Saussure’ün dilin sentagmatik ve paradigmatik ekseni üzerine yaptığı ayrım Saussure düşüncesinin en önemli yönlerinden birisini meydana getirir. Sentagmatik eksen dilbilimsel birimlerin ve onların seri halindeki karışımının çizgisel bir şekilde birleşiminden meydana gelir. Paradigmatik eksen ise tercihe dayanmayan fakat belirli bir söyleyiş sayesinde tercih edilen işaretlerin birbirinin yerine ikâme edilmesiyle oluşur. Seçilen dilbilimsel işaretlerin birbirine yakın anlamlı olmasına dikkat etmek gerekir. Saussure, dil kavramının merkezî noktasını oluşturan paradigmatik eksen ile sentagmatik eksen arasında böyle bir ayrım yapmak suretiyle, dili kullanma esnasında okurun zihinsel faaliyetinin iki farklı biçiminin farkındalığını attırmayı amaçlamıştır. Bunlardan ilkine göre, anlam, her bir öğenin anlamını kendini takip eden ve kendisinin yerine geçen diğer öğenin anlamıyla olan zıtlıkları sayesinde kazandığını ileri süren çizgisel tarzdaki öğeler toplamıdır (in praesentia). İkincisi ise, bir öğenin diğerinin yerine geçme olasılığı neticesinde iki öğenin paylaştığı müştereklikler temelinde na-mevcut olan öğe (in absentia). Saussure’ün sentagmatik eksen ile paradigmatik eksen üzerine yaptığı tanım, daha sonraki dönemlerde, bilhassa istiare ve mecaz-ı mürsel gibi sanatlar üzerine yapılan incelemelerde oldukça etkili sonuçlar doğurmuştur.

Saussure senkroni ile diyakroni arasında da bir ayrım yaptı. O, diyakronik dil incelemesini, yani tarihteki gelişmeleri temel alan dil incelemelerini tamamen bir kenara bıraktı. Saussure, dil incelemeleri yaparken senkronik yöntemi tercih etti. Bununla belirli bir zamanda, belirli bir sistemdeki işaretlerin işlevsel ilişkisinin incelenmesini önerdi. Saussure’ün yaptığı bu ayrımın da daha sonraki semiyotik incelemeler üzerinde ciddi etkileri oldu. Senkronik görüşün avantajı bağımsız bir işlevsel sistem olarak düşünülen dilde yapısal ilişkilerin ve fonksiyonların ön plana alınmasından ileri gelir.

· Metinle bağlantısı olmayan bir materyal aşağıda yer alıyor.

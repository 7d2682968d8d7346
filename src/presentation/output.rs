//! Output Rendering
//!
//! Renders `list` results. Clear outcomes are streamed by the result
//! senders instead.

use serde_json::json;

use crate::application::{ListResult, RegionDescription};
use crate::config::OutputFormat;

/// Render a list result as text lines or NDJSON
pub fn render_list(result: &ListResult, format: OutputFormat) -> String {
    let lines: Vec<String> = match format {
        OutputFormat::Text => result
            .errors
            .iter()
            .map(|e| format!("error: {}", e))
            .chain(result.regions.iter().map(describe_text))
            .collect(),
        OutputFormat::Json => result
            .errors
            .iter()
            .map(|e| json!({"event": "pattern_failed", "command": "list", "error": e}))
            .chain(result.regions.iter().map(describe_json))
            .map(|v| v.to_string())
            .collect(),
    };

    let mut out = lines.join("\n");
    if !out.is_empty() {
        out.push('\n');
    }
    out
}

fn describe_text(region: &RegionDescription) -> String {
    if let Some(error) = &region.error {
        return format!("{}: error: {}", region.name, error);
    }
    if !region.exists {
        return format!("{}: does not exist", region.name);
    }

    let constraint = region
        .key_constraint
        .as_ref()
        .map(|c| c.to_string())
        .unwrap_or_else(|| "none".to_string());
    let strategy = region
        .strategy
        .map(|s| s.to_string())
        .unwrap_or_default();

    format!(
        "{}: path={} keys={} entries={} strategy={}",
        region.name,
        region.full_path.as_deref().unwrap_or(""),
        constraint,
        region.entry_count.unwrap_or(0),
        strategy
    )
}

fn describe_json(region: &RegionDescription) -> serde_json::Value {
    json!({
        "event": "region",
        "command": "list",
        "region": region.name,
        "exists": region.exists,
        "full_path": region.full_path,
        "key_constraint": region.key_constraint.as_ref().map(|c| c.to_string()),
        "entries": region.entry_count,
        "strategy": region.strategy.map(|s| s.to_string()),
        "error": region.error,
    })
}
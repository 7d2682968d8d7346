//! Common test utilities for gridclear CLI tests.
//!
//! This module provides:
//! - `TestEnv`: Isolated test environment with a temp project and home
//! - Fixtures: Reusable snapshot content

pub mod env;
pub mod fixtures;

pub use env::*;
#[allow(unused_imports)]
pub use fixtures::*;
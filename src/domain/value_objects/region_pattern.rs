//! Region Name Pattern Value Object
//!
//! A region name as typed by the user. Names containing `*` or `?` are glob
//! patterns and get expanded against the root-region catalog; everything else
//! is taken literally.

use std::fmt;

use regex::Regex;
use thiserror::Error;

/// Error produced when a glob pattern does not translate to a valid expression
#[derive(Error, Debug, Clone, PartialEq, Eq)]
pub enum PatternError {
    #[error("invalid region pattern '{pattern}': {message}")]
    Invalid { pattern: String, message: String },
}

/// A literal region name or a glob pattern over region names
#[derive(Debug, Clone, PartialEq, Eq, Hash, PartialOrd, Ord)]
pub enum RegionNamePattern {
    /// Exact region identifier
    Literal(String),
    /// Pattern containing `*` and/or `?`
    Glob(String),
}

impl RegionNamePattern {
    /// Classify a raw name
    pub fn parse(name: impl Into<String>) -> Self {
        let name = name.into();
        if name.contains(['*', '?']) {
            Self::Glob(name)
        } else {
            Self::Literal(name)
        }
    }

    pub fn as_str(&self) -> &str {
        match self {
            Self::Literal(name) | Self::Glob(name) => name,
        }
    }

    pub fn is_glob(&self) -> bool {
        matches!(self, Self::Glob(_))
    }

    /// Expression source for this pattern.
    ///
    /// `*` becomes `.*` and `?` becomes `.?`. No other character is escaped,
    /// so `.` or `+` inside a name keep their regex meaning.
    pub fn to_regex_source(&self) -> String {
        self.as_str().replace('*', ".*").replace('?', ".?")
    }

    /// Compile into a matcher anchored on the whole region name
    pub fn compile(&self) -> Result<RegionMatcher, PatternError> {
        let anchored = format!("^(?:{})$", self.to_regex_source());
        let regex = Regex::new(&anchored).map_err(|e| PatternError::Invalid {
            pattern: self.as_str().to_string(),
            message: e.to_string().lines().last().unwrap_or_default().trim().to_string(),
        })?;

        Ok(RegionMatcher {
            pattern: self.clone(),
            regex,
        })
    }
}

impl fmt::Display for RegionNamePattern {
    fn fmt(&self, f: &mut fmt::Formatter<'_>) -> fmt::Result {
        f.write_str(self.as_str())
    }
}

impl From<&str> for RegionNamePattern {
    fn from(name: &str) -> Self {
        Self::parse(name)
    }
}

impl From<String> for RegionNamePattern {
    fn from(name: String) -> Self {
        Self::parse(name)
    }
}

/// Compiled form of a [`RegionNamePattern`]
#[derive(Debug, Clone)]
pub struct RegionMatcher {
    pattern: RegionNamePattern,
    regex: Regex,
}

impl RegionMatcher {
    pub fn pattern(&self) -> &RegionNamePattern {
        &self.pattern
    }

    /// True when `name` matches the pattern in full
    pub fn matches(&self, name: &str) -> bool {
        self.regex.is_match(name)
    }
}
//! coqu — structural and semantic queries over large COBOL sources
//!
//! The engine loads a compilation unit, normalizes its layout, expands
//! copybooks, and builds a line-span skeleton of divisions, sections,
//! paragraphs and data items without a full parse. Indexes and ASTs are
//! cached content-addressed, so reloading an unchanged file is a file read
//! plus a hash. A small command language (see [`query`]) answers structural
//! questions from the index alone and semantic ones (PERFORM/CALL/MOVE/GO TO
//! edges) from on-demand chunk analysis or a full parse.
//!
//! Pipeline: [`source`] → [`source::format`] → [`preproc`] → [`index`] →
//! [`cache`], orchestrated by [`workspace`]. The [`cli`] module and the
//! `coqu` binary are thin callers; nothing in the engine depends on them.

pub mod analyze;
pub mod cache;
pub mod cli;
pub mod config;
pub mod error;
pub mod index;
pub mod parse;
pub mod preproc;
pub mod query;
pub mod source;
pub mod workspace;

pub use error::{EngineError, Result};
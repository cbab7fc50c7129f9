//! AST node model
//!
//! A tree of tagged variants, each carrying a source span and kind-specific
//! payload. Queries pattern-match on [`NodeKind`]; there is no visitor
//! machinery. Two ASTs are *structurally* equal when kinds and children
//! match, spans aside.

use serde::{Deserialize, Serialize};

/// Line/column source range, 1-based, end-inclusive.
#[derive(Debug, Clone, Copy, PartialEq, Eq, Serialize, Deserialize, Default)]
pub struct Span {
    pub start_line: usize,
    pub start_column: usize,
    pub end_line: usize,
    pub end_column: usize,
}

impl Span {
    pub fn point(line: usize, column: usize) -> Span {
        Span {
            start_line: line,
            start_column: column,
            end_line: line,
            end_column: column,
        }
    }

    pub fn extend_to(&mut self, line: usize, column: usize) {
        if (line, column) > (self.end_line, self.end_column) {
            self.end_line = line;
            self.end_column = column;
        }
    }
}

#[derive(Debug, Clone, PartialEq, Serialize, Deserialize)]
#[serde(tag = "kind", rename_all = "kebab-case")]
pub enum NodeKind {
    Program,
    Division { name: String },
    Section { name: String },
    Paragraph { name: String },
    Sentence,
    Statement { verb: String },
    Identifier { name: String },
    Literal { value: String },
    Exec { language: String },
}

#[derive(Debug, Clone, PartialEq, Serialize, Deserialize)]
pub struct AstNode {
    #[serde(flatten)]
    pub kind: NodeKind,
    pub span: Span,
    #[serde(default, skip_serializing_if = "Vec::is_empty")]
    pub children: Vec<AstNode>,
}

impl AstNode {
    pub fn new(kind: NodeKind, span: Span) -> AstNode {
        AstNode {
            kind,
            span,
            children: Vec::new(),
        }
    }

    /// Kind-and-children equality; spans do not participate.
    pub fn structurally_eq(&self, other: &AstNode) -> bool {
        self.kind == other.kind
            && self.children.len() == other.children.len()
            && self
                .children
                .iter()
                .zip(&other.children)
                .all(|(a, b)| a.structurally_eq(b))
    }

    /// Preorder walk.
    pub fn walk(&self, f: &mut impl FnMut(&AstNode)) {
        f(self);
        for child in &self.children {
            child.walk(f);
        }
    }

    pub fn find_paragraph(&self, name: &str) -> Option<&AstNode> {
        if let NodeKind::Paragraph { name: n_name } = &self.kind {
            if n_name.eq_ignore_ascii_case(name) {
                return Some(self);
            }
        }
        self.children.iter().find_map(|c| c.find_paragraph(name))
    }
}
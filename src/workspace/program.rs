//! Loaded program records

use std::path::PathBuf;

use serde::Serialize;

use crate::index::{LineSpan, StructuralIndex};
use crate::parse::ParseOutcome;
use crate::preproc::PreprocWarning;
use crate::source::format::{NormalizedSource, SourceFormat};
use crate::source::{iter_lines, Encoding};

/// One loaded compilation unit. Identity is the content hash: reloading a
/// changed file produces a new `Program`, swapped in whole. The structural
/// index and AST never mutate after construction.
#[derive(Debug, Clone)]
pub struct Program {
    pub name: String,
    pub path: PathBuf,
    pub hash: String,
    pub encoding: Encoding,
    pub format: SourceFormat,
    /// Total lines in the original source.
    pub lines: usize,
    /// Original decoded text, the authority for `--body` output.
    pub raw_text: String,
    pub source: NormalizedSource,
    pub index: StructuralIndex,
    pub ast: Option<ParseOutcome>,
    pub warnings: Vec<PreprocWarning>,
    pub from_cache: bool,
}

#[derive(Debug, Clone, PartialEq, Serialize)]
pub struct ProgramSummary {
    pub name: String,
    pub path: PathBuf,
    pub lines: usize,
    pub format: SourceFormat,
    pub sections: usize,
    pub paragraphs: usize,
    pub copybooks: usize,
    pub unresolved_copybooks: usize,
    pub from_cache: bool,
    pub has_ast: bool,
}

impl Program {
    /// Original source lines for an inclusive span.
    pub fn original_span(&self, span: LineSpan) -> Vec<(usize, String)> {
        iter_lines(&self.raw_text)
            .filter(|(n, _)| span.contains(*n))
            .map(|(n, l)| (n, l.to_string()))
            .collect()
    }

    /// Normalized lines for a span, the working view for chunk analysis and
    /// segment parsing.
    pub fn normalized_span(&self, span: LineSpan) -> Vec<(usize, String)> {
        self.source
            .lines
            .iter()
            .filter(|l| span.contains(l.number))
            .map(|l| (l.number, l.text.clone()))
            .collect()
    }

    pub fn normalized_lines(&self) -> impl Iterator<Item = (usize, &str)> {
        self.source.lines.iter().map(|l| (l.number, l.text.as_str()))
    }

    /// Normalized PROCEDURE DIVISION lines, or empty when there is none.
    pub fn procedure_lines(&self) -> Vec<(usize, String)> {
        match self.index.procedure_span() {
            Some(span) => self.normalized_span(span),
            None => Vec::new(),
        }
    }

    pub fn summary(&self) -> ProgramSummary {
        ProgramSummary {
            name: self.name.clone(),
            path: self.path.clone(),
            lines: self.lines,
            format: self.format,
            sections: self.index.sections.len(),
            paragraphs: self.index.paragraphs.len(),
            copybooks: self.index.copies.len(),
            unresolved_copybooks: self.index.copies.iter().filter(|c| !c.resolved).count(),
            from_cache: self.from_cache,
            has_ast: self.ast.is_some(),
        }
    }
}
//! coqu — query engine for large COBOL sources.
//!
//! One-shot (`-c`), script (`--script` / positional `.coqu` via `/run`), or a
//! line-oriented interactive loop on a TTY. Exit codes: 0 ok, 2 usage, 3
//! load failure, 4 query failure, 130 interrupted.

use std::io::{self, BufRead, Write};
use std::path::PathBuf;
use std::process::ExitCode;

use anyhow::Context;
use clap::Parser;
use termcolor::{ColorChoice, StandardStream};
use tracing_subscriber::EnvFilter;

use coqu::cli::{Outcome, Session};
use coqu::config::{self, ConfigFile};
use coqu::error::EngineError;
use coqu::workspace::LoadOptions;

#[derive(Debug, Parser)]
#[command(name = "coqu", version, about = "Structural and semantic queries over COBOL sources")]
struct Cli {
    /// COBOL sources to load at startup.
    sources: Vec<PathBuf>,

    /// Run one command and exit.
    #[arg(short = 'c', long = "command")]
    command: Option<String>,

    /// Run a .coqu script and exit.
    #[arg(long)]
    script: Option<PathBuf>,

    /// Configuration file (default: $COQU_CONFIG or <state>/config.toml).
    #[arg(long)]
    config: Option<PathBuf>,

    /// Additional copybook search roots, in order.
    #[arg(long = "copypath")]
    copypaths: Vec<PathBuf>,

    /// Plain output even on a TTY.
    #[arg(long)]
    no_color: bool,

    /// Verbose diagnostics.
    #[arg(long)]
    debug: bool,
}

fn main() -> ExitCode {
    let cli = Cli::parse();
    init_tracing(cli.debug);
    match run(cli) {
        Ok(code) => ExitCode::from(code),
        Err(e) => {
            eprintln!("error: {e:#}");
            ExitCode::from(1)
        }
    }
}

fn init_tracing(debug: bool) {
    let default = if debug || config::env_debug() {
        "coqu=debug"
    } else {
        "coqu=warn"
    };
    let filter = EnvFilter::try_from_default_env().unwrap_or_else(|_| EnvFilter::new(default));
    tracing_subscriber::fmt()
        .with_env_filter(filter)
        .with_writer(io::stderr)
        .init();
}

fn run(cli: Cli) -> anyhow::Result<u8> {
    let cfg = match ConfigFile::load(cli.config.as_deref()) {
        Ok(cfg) => cfg,
        Err(e) => {
            eprintln!("error: {e}");
            return Ok(e.exit_code() as u8);
        }
    };
    let mut session = Session::new(&cfg);
    if cli.debug {
        session.ws.set_debug(true);
    }

    let color = if cli.no_color
        || session.color == ColorChoice::Never
        || !atty::is(atty::Stream::Stdout)
    {
        ColorChoice::Never
    } else {
        ColorChoice::Auto
    };
    session.color = color;
    let mut stdout = StandardStream::stdout(color);

    for path in cli.copypaths {
        session.ws.add_copypath(path);
    }

    for source in &cli.sources {
        match session.ws.load(source, &LoadOptions::default()) {
            Ok(name) => {
                if let Some(p) = session.ws.get(&name) {
                    eprintln!("loaded {name}: {} lines", p.lines);
                    for warning in &p.warnings {
                        eprintln!("warning: {warning}");
                    }
                }
            }
            Err(e) => {
                eprintln!("error: {e}");
                return Ok(e.exit_code() as u8);
            }
        }
    }

    if let Some(command) = &cli.command {
        return Ok(run_once(&mut session, command, &mut stdout));
    }
    if let Some(script) = &cli.script {
        let line = format!("/run {}", script.display());
        return Ok(run_once(&mut session, &line, &mut stdout));
    }

    repl(&mut session, &mut stdout)
}

fn run_once(session: &mut Session, line: &str, out: &mut StandardStream) -> u8 {
    match session.execute_line(line, out) {
        Ok(_) => 0,
        Err(e) => {
            eprintln!("error: {e}");
            e.exit_code() as u8
        }
    }
}

fn repl(session: &mut Session, out: &mut StandardStream) -> anyhow::Result<u8> {
    let stdin = io::stdin();
    let mut lines = stdin.lock().lines();
    loop {
        print!("coqu> ");
        io::stdout().flush().context("flushing prompt")?;
        let Some(line) = lines.next() else {
            break; // EOF
        };
        let line = line.context("reading command line")?;
        match session.execute_line(line.trim(), out) {
            Ok(Outcome::Quit) => break,
            Ok(Outcome::Continue) => {}
            Err(e) => report_repl_error(session, &e),
        }
    }
    Ok(0)
}

/// In the loop errors are messages, not exits. Debug mode shows parser
/// diagnostic detail that normal mode collapses.
fn report_repl_error(session: &Session, err: &EngineError) {
    eprintln!("error: {err}");
    if session.ws.context().debug {
        if let EngineError::FileAccess { source, .. } = err {
            eprintln!("  caused by: {source:?}");
        }
    }
}
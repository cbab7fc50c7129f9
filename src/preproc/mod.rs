//! COPY/REPLACE preprocessing
//!
//! Expands COPY directives against the workspace copybook roots, applies
//! REPLACING/REPLACE substitutions, and passes EXEC SQL/CICS/DLI blocks
//! through verbatim. Every output line carries its origin (file and line) and
//! an *anchor*: the pre-expansion root-source line it is attributed to, which
//! is the line of the COPY directive for copybook bodies. All reporting runs
//! on anchors so line numbers always belong to the user's file.
//!
//! An unresolved copybook is never fatal: the directive is replaced with a
//! placeholder comment line and recorded. A cyclic COPY skips the cycle edge
//! the same way. Output is a pure function of the source text, the copybook
//! file contents, and the search paths at expansion time.

pub mod replacing;

use std::path::{Path, PathBuf};
use std::sync::LazyLock;

use regex::Regex;
use serde::{Deserialize, Serialize};
use tracing::warn;

use crate::index::{CopyDirective, ExecBlock, ExecKind, LineSpan};
use crate::source::format::{normalize, NormalizedLine, NormalizedSource};
use crate::source::SourceFile;
use replacing::{apply_rules, parse_pairs, ReplaceRule};

static COPY_START: LazyLock<Regex> =
    LazyLock::new(|| Regex::new(r"(?i)(?:^|\s)COPY\s+[A-Z0-9]").unwrap());
static COPY_STMT: LazyLock<Regex> = LazyLock::new(|| {
    Regex::new(
        r"(?i)\bCOPY\s+([A-Z0-9][A-Z0-9-]*)(?:\s+(?:OF|IN)\s+([A-Z0-9][A-Z0-9-]*))?(\s+REPLACING\s+.*?)?\s*\.",
    )
    .unwrap()
});
static EXEC_START: LazyLock<Regex> =
    LazyLock::new(|| Regex::new(r"(?i)\bEXEC\s+(SQL|CICS|DLI)\b").unwrap());
static EXEC_END: LazyLock<Regex> = LazyLock::new(|| Regex::new(r"(?i)\bEND-EXEC").unwrap());
static REPLACE_STMT: LazyLock<Regex> =
    LazyLock::new(|| Regex::new(r"(?i)^\s*REPLACE\s+(.*)$").unwrap());

/// Copybook lookup over the workspace search roots. Extension order is fixed;
/// the first hit wins.
#[derive(Debug, Clone, Default)]
pub struct CopybookResolver {
    roots: Vec<PathBuf>,
}

const COPY_EXTENSIONS: [&str; 4] = ["cpy", "copy", "CPY", "COPY"];

impl CopybookResolver {
    pub fn new(roots: Vec<PathBuf>) -> CopybookResolver {
        CopybookResolver { roots }
    }

    pub fn resolve(&self, name: &str) -> Option<PathBuf> {
        for root in &self.roots {
            for ext in COPY_EXTENSIONS {
                let candidate = root.join(format!("{name}.{ext}"));
                if candidate.is_file() {
                    return Some(candidate);
                }
            }
            let bare = root.join(name);
            if bare.is_file() {
                return Some(bare);
            }
        }
        None
    }
}

#[derive(Debug, Clone, PartialEq, Eq, Serialize, Deserialize)]
pub enum PreprocWarning {
    UnresolvedCopy { name: String, line: usize },
    CyclicCopy { name: String, line: usize },
}

impl std::fmt::Display for PreprocWarning {
    fn fmt(&self, f: &mut std::fmt::Formatter<'_>) -> std::fmt::Result {
        match self {
            PreprocWarning::UnresolvedCopy { name, line } => {
                write!(f, "line {line}: copybook {name} not found on search path")
            }
            PreprocWarning::CyclicCopy { name, line } => {
                write!(f, "line {line}: cyclic COPY of {name} skipped")
            }
        }
    }
}

/// One post-expansion line with its origin and root-source attribution.
#[derive(Debug, Clone, PartialEq, Eq)]
pub struct ExpandedLine {
    pub text: String,
    /// Index into [`ExpandedSource::files`]; 0 is the root source.
    pub file: u16,
    /// Line number within the origin file.
    pub line: usize,
    /// Root-source line this text is attributed to.
    pub anchor: usize,
    /// Inside an EXEC ... END-EXEC block (opaque to the indexer).
    pub in_exec: bool,
}

#[derive(Debug, Clone, PartialEq, Default)]
pub struct ExpandedSource {
    pub files: Vec<PathBuf>,
    pub lines: Vec<ExpandedLine>,
    pub copies: Vec<CopyDirective>,
    pub execs: Vec<ExecBlock>,
    pub warnings: Vec<PreprocWarning>,
}

impl ExpandedSource {
    /// Origin of the 0-based post-expansion line: (file, line within file).
    pub fn origin(&self, index: usize) -> Option<(&Path, usize)> {
        let l = self.lines.get(index)?;
        Some((self.files[l.file as usize].as_path(), l.line))
    }

    /// Rejoined expanded text; used for determinism checks.
    pub fn text(&self) -> String {
        let mut out = String::new();
        for line in &self.lines {
            out.push_str(&line.text);
            out.push('\n');
        }
        out
    }

    /// `(anchor, text)` pairs, the indexer's working view.
    pub fn anchored_lines(&self) -> impl Iterator<Item = (usize, &str)> {
        self.lines.iter().map(|l| (l.anchor, l.text.as_str()))
    }
}

pub fn is_comment_line(text: &str) -> bool {
    matches!(text.trim_start().chars().next(), Some('*') | Some('/'))
}

pub struct Preprocessor<'a> {
    resolver: &'a CopybookResolver,
}

struct ExpandState {
    files: Vec<PathBuf>,
    lines: Vec<ExpandedLine>,
    copies: Vec<CopyDirective>,
    execs: Vec<ExecBlock>,
    warnings: Vec<PreprocWarning>,
    /// REPLACE table; program-wide until REPLACE OFF.
    replace_rules: Vec<ReplaceRule>,
    /// Names currently being expanded, for cycle breaking.
    active: Vec<String>,
}

impl<'a> Preprocessor<'a> {
    pub fn new(resolver: &'a CopybookResolver) -> Preprocessor<'a> {
        Preprocessor { resolver }
    }

    pub fn expand(&self, root: &Path, source: &NormalizedSource) -> ExpandedSource {
        let mut state = ExpandState {
            files: vec![root.to_path_buf()],
            lines: Vec::with_capacity(source.lines.len()),
            copies: Vec::new(),
            execs: Vec::new(),
            warnings: Vec::new(),
            replace_rules: Vec::new(),
            active: Vec::new(),
        };
        self.expand_lines(&mut state, 0, &source.lines, None, None, &[]);
        ExpandedSource {
            files: state.files,
            lines: state.lines,
            copies: state.copies,
            execs: state.execs,
            warnings: state.warnings,
        }
    }

    /// Walk one file's lines. `anchor` pins all output to a root line when
    /// expanding a copybook; `container` is that copybook's name.
    fn expand_lines(
        &self,
        state: &mut ExpandState,
        file_id: u16,
        lines: &[NormalizedLine],
        anchor: Option<usize>,
        container: Option<&str>,
        copy_rules: &[ReplaceRule],
    ) {
        let mut i = 0;
        while i < lines.len() {
            let line = &lines[i];
            let at = anchor.unwrap_or(line.number);

            if is_comment_line(&line.text) {
                emit(state, file_id, line, at, false);
                i += 1;
                continue;
            }

            if let Some(caps) = EXEC_START.captures(&line.text) {
                let kind = ExecKind::from_word(&caps[1]).unwrap_or(ExecKind::Sql);
                let mut j = i;
                while j < lines.len() && !EXEC_END.is_match(&lines[j].text) {
                    j += 1;
                }
                let j = j.min(lines.len() - 1);
                let body = lines[i..=j]
                    .iter()
                    .map(|l| l.text.as_str())
                    .collect::<Vec<_>>()
                    .join("\n");
                let span = LineSpan::new(at, anchor.unwrap_or(lines[j].number));
                for l in &lines[i..=j] {
                    emit(state, file_id, l, anchor.unwrap_or(l.number), true);
                }
                state.execs.push(ExecBlock { kind, span, body });
                i = j + 1;
                continue;
            }

            if REPLACE_STMT.is_match(&line.text) {
                let (stmt, consumed) = gather_statement(lines, i);
                let clause = REPLACE_STMT
                    .captures(&stmt)
                    .map(|c| c[1].to_string())
                    .unwrap_or_default();
                if clause.trim().trim_end_matches('.').eq_ignore_ascii_case("OFF") {
                    state.replace_rules.clear();
                } else {
                    state.replace_rules = parse_pairs(&clause)
                        .iter()
                        .filter_map(|(from, to)| ReplaceRule::compile(from, to))
                        .collect();
                }
                i += consumed;
                continue;
            }

            if COPY_START.is_match(&line.text) {
                let (stmt, consumed) = gather_statement(lines, i);
                if let Some(caps) = COPY_STMT.captures(&stmt) {
                    let name = caps[1].to_ascii_uppercase();
                    let library = caps.get(2).map(|m| m.as_str().to_ascii_uppercase());
                    let replacing_text = caps.get(3).map(|m| m.as_str().trim().to_string());
                    self.expand_copy(
                        state,
                        &name,
                        library,
                        replacing_text,
                        at,
                        container,
                        file_id,
                        line,
                    );
                    i += consumed;
                    continue;
                }
                // Looked like COPY but never terminated; fall through as text.
            }

            let text = apply_rules(&state.replace_rules, &apply_rules(copy_rules, &line.text));
            state.lines.push(ExpandedLine {
                text,
                file: file_id,
                line: line.number,
                anchor: at,
                in_exec: false,
            });
            i += 1;
        }
    }

    #[allow(clippy::too_many_arguments)]
    fn expand_copy(
        &self,
        state: &mut ExpandState,
        name: &str,
        library: Option<String>,
        replacing_text: Option<String>,
        at: usize,
        container: Option<&str>,
        file_id: u16,
        line: &NormalizedLine,
    ) {
        let mut directive = CopyDirective {
            name: name.to_string(),
            library,
            line: at,
            replacing: replacing_text.clone(),
            resolved: false,
            resolved_path: None,
            copied_from: container.map(str::to_string),
        };

        if state.active.iter().any(|a| a == name) {
            warn!(copybook = name, line = at, "cyclic COPY skipped");
            state.warnings.push(PreprocWarning::CyclicCopy {
                name: name.to_string(),
                line: at,
            });
            emit_placeholder(state, file_id, line, at, name, "cyclic");
            state.copies.push(directive);
            return;
        }

        let Some(path) = self.resolver.resolve(name) else {
            warn!(copybook = name, line = at, "copybook not found");
            state.warnings.push(PreprocWarning::UnresolvedCopy {
                name: name.to_string(),
                line: at,
            });
            emit_placeholder(state, file_id, line, at, name, "unresolved");
            state.copies.push(directive);
            return;
        };

        let book = match SourceFile::read(&path) {
            Ok(b) => b,
            Err(_) => {
                state.warnings.push(PreprocWarning::UnresolvedCopy {
                    name: name.to_string(),
                    line: at,
                });
                emit_placeholder(state, file_id, line, at, name, "unreadable");
                state.copies.push(directive);
                return;
            }
        };

        directive.resolved = true;
        directive.resolved_path = Some(path.clone());
        state.copies.push(directive);

        let rules: Vec<ReplaceRule> = replacing_text
            .as_deref()
            .and_then(|t| {
                t.to_ascii_uppercase()
                    .find("REPLACING")
                    .map(|pos| t[pos + "REPLACING".len()..].to_string())
            })
            .map(|clause| {
                parse_pairs(clause.trim_end_matches('.'))
                    .iter()
                    .filter_map(|(from, to)| ReplaceRule::compile(from, to))
                    .collect()
            })
            .unwrap_or_default();

        let normalized = normalize(&book.text);
        let new_id = state.files.len() as u16;
        state.files.push(path);
        state.active.push(name.to_string());
        self.expand_lines(state, new_id, &normalized.lines, Some(at), Some(name), &rules);
        state.active.pop();
    }
}

fn emit(state: &mut ExpandState, file_id: u16, line: &NormalizedLine, anchor: usize, in_exec: bool) {
    state.lines.push(ExpandedLine {
        text: line.text.clone(),
        file: file_id,
        line: line.number,
        anchor,
        in_exec,
    });
}

fn emit_placeholder(
    state: &mut ExpandState,
    file_id: u16,
    line: &NormalizedLine,
    anchor: usize,
    name: &str,
    why: &str,
) {
    state.lines.push(ExpandedLine {
        text: format!("*> COPY {name} ({why})"),
        file: file_id,
        line: line.number,
        anchor,
        in_exec: false,
    });
}

/// Join lines from `start` until the statement-terminating period; returns
/// the joined text and how many lines were consumed.
fn gather_statement(lines: &[NormalizedLine], start: usize) -> (String, usize) {
    let mut text = String::new();
    let mut consumed = 0;
    for line in &lines[start..] {
        if !text.is_empty() {
            text.push(' ');
        }
        text.push_str(line.text.trim());
        consumed += 1;
        if line.text.trim_end().ends_with('.') {
            break;
        }
    }
    (text, consumed)
}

Saussure’ün temelde dilin keyfîlik özelliği üzerinde durması ve dilin farklı fonksiyonlarına ağırlık vermesi, onun daha sonraki semiyotik incelemelere çok önemli katkıları olduğunu ortaya koymaktadır.




P E İ R C E’ Ü N  S E M İ Y O T İ Ğ İ

Charles Sanders Peirce’ün geliştirdiği ve biçimlendirdiği işaret tanımı bazı açılardan Saussure’ün tanımından ayrılmaktadır. İlk olarak, Saussure’cü kavramlar semiyotik incelemeleri hakim inceleme metotları durumuna getirme eğilimindedir. Daha sonraki yıllarda Peirce’ün fikirlerinin etkisi semiyotik dairede oldukça genişlemiş ve Saussure’ün fikirlerine önemli bir rakip haline gelmiştir. Peirce’ün düşünceleri özel durumlarla ilgilidir (idodycratic) ve bu fikirleri anlamak oldukça zordur; Uzun zamandan beri, sadece belirli bir bölümü uygulamaya elverişli hâle gelmiştir. Her ne kadar, her biri 600’er sayfalık yaklaşık iki düzineye yakın ciltte toplanmış olan Peirce’ün felsefî eserlerinin yeni baskıları yapılsa da, bazı eserleri henüz basılma aşamasındadır ve düşüncesinin etkisi gittikçe artan bir şekilde genişlemektedir.

Bir mantıkçı olan Peirce, daha çok bilgiyle ve soyut düşünceyle ilişkili işaretlerle ilgilenmiştir. O işaretlerin yorumlama ve üretim süreçleri olarak kabul ettiği semiosise dikkati çekmiştir. Peirce, semiosisi hayatın kendisiyle bir arada olan bütün realitelerin temeli olarak görür. Saussure işareti iki terim arasındaki yapısal ilişki gibi gördü ve işaretin ikili (dyadic) yönüne dikkati çekti. Buna karşılık Peirce işaret ile ilgili başka bir görüş ileri sürmüştür. Peirce’e göre işaret triadic/üçlü dür. (A sign is triadic). Peirce’çü işaret hem kendi nesnesi (işaretin gönderme yaptığı şey) hem de kendi yorumuyla (interpretant; işaretin ürettiği yaklaşık fikir) ilişkilendirilmek suretiyle oluşturulur. Peirce’ün interpretant kavramı onun işaretler üzerine geliştirdiği düşünceyi diğer düşüncelerinden ayırmaktadır. İnterpretant aslında, kendi kendiliğinden bir işarettir. Çünkü zihinsel etki veya düşünce nesne ile işaretin ilişkilendirilmesi yoluyla genelleşir. Buna ilâve olarak, interpretant anlama ve yorumlama süreçleri yoluyla, işaretin ötesinde, daha doğrusu interpretantın da ötesinde bir üretim süreci demektir. Peirce yeni yorumlamaların daimî üretimine dayanan bu ardı ardına gelen süreci zihinle ilgili sınırsız süreçlerin biçimsel yapısı olarak tanımlar. Peirce’ün işaret kavramı bir yandan ikâme ile ilişkiliyken öte yandan yorumlamayla ilişkilidir. İşaret kendisinin de ötesinde başka bir şeyin yerine geçer. Birbirini takip eden/ardsıl (successive) yorumlamaya bağlı olan işaret bilginin de ötesine geçen bir şeydir.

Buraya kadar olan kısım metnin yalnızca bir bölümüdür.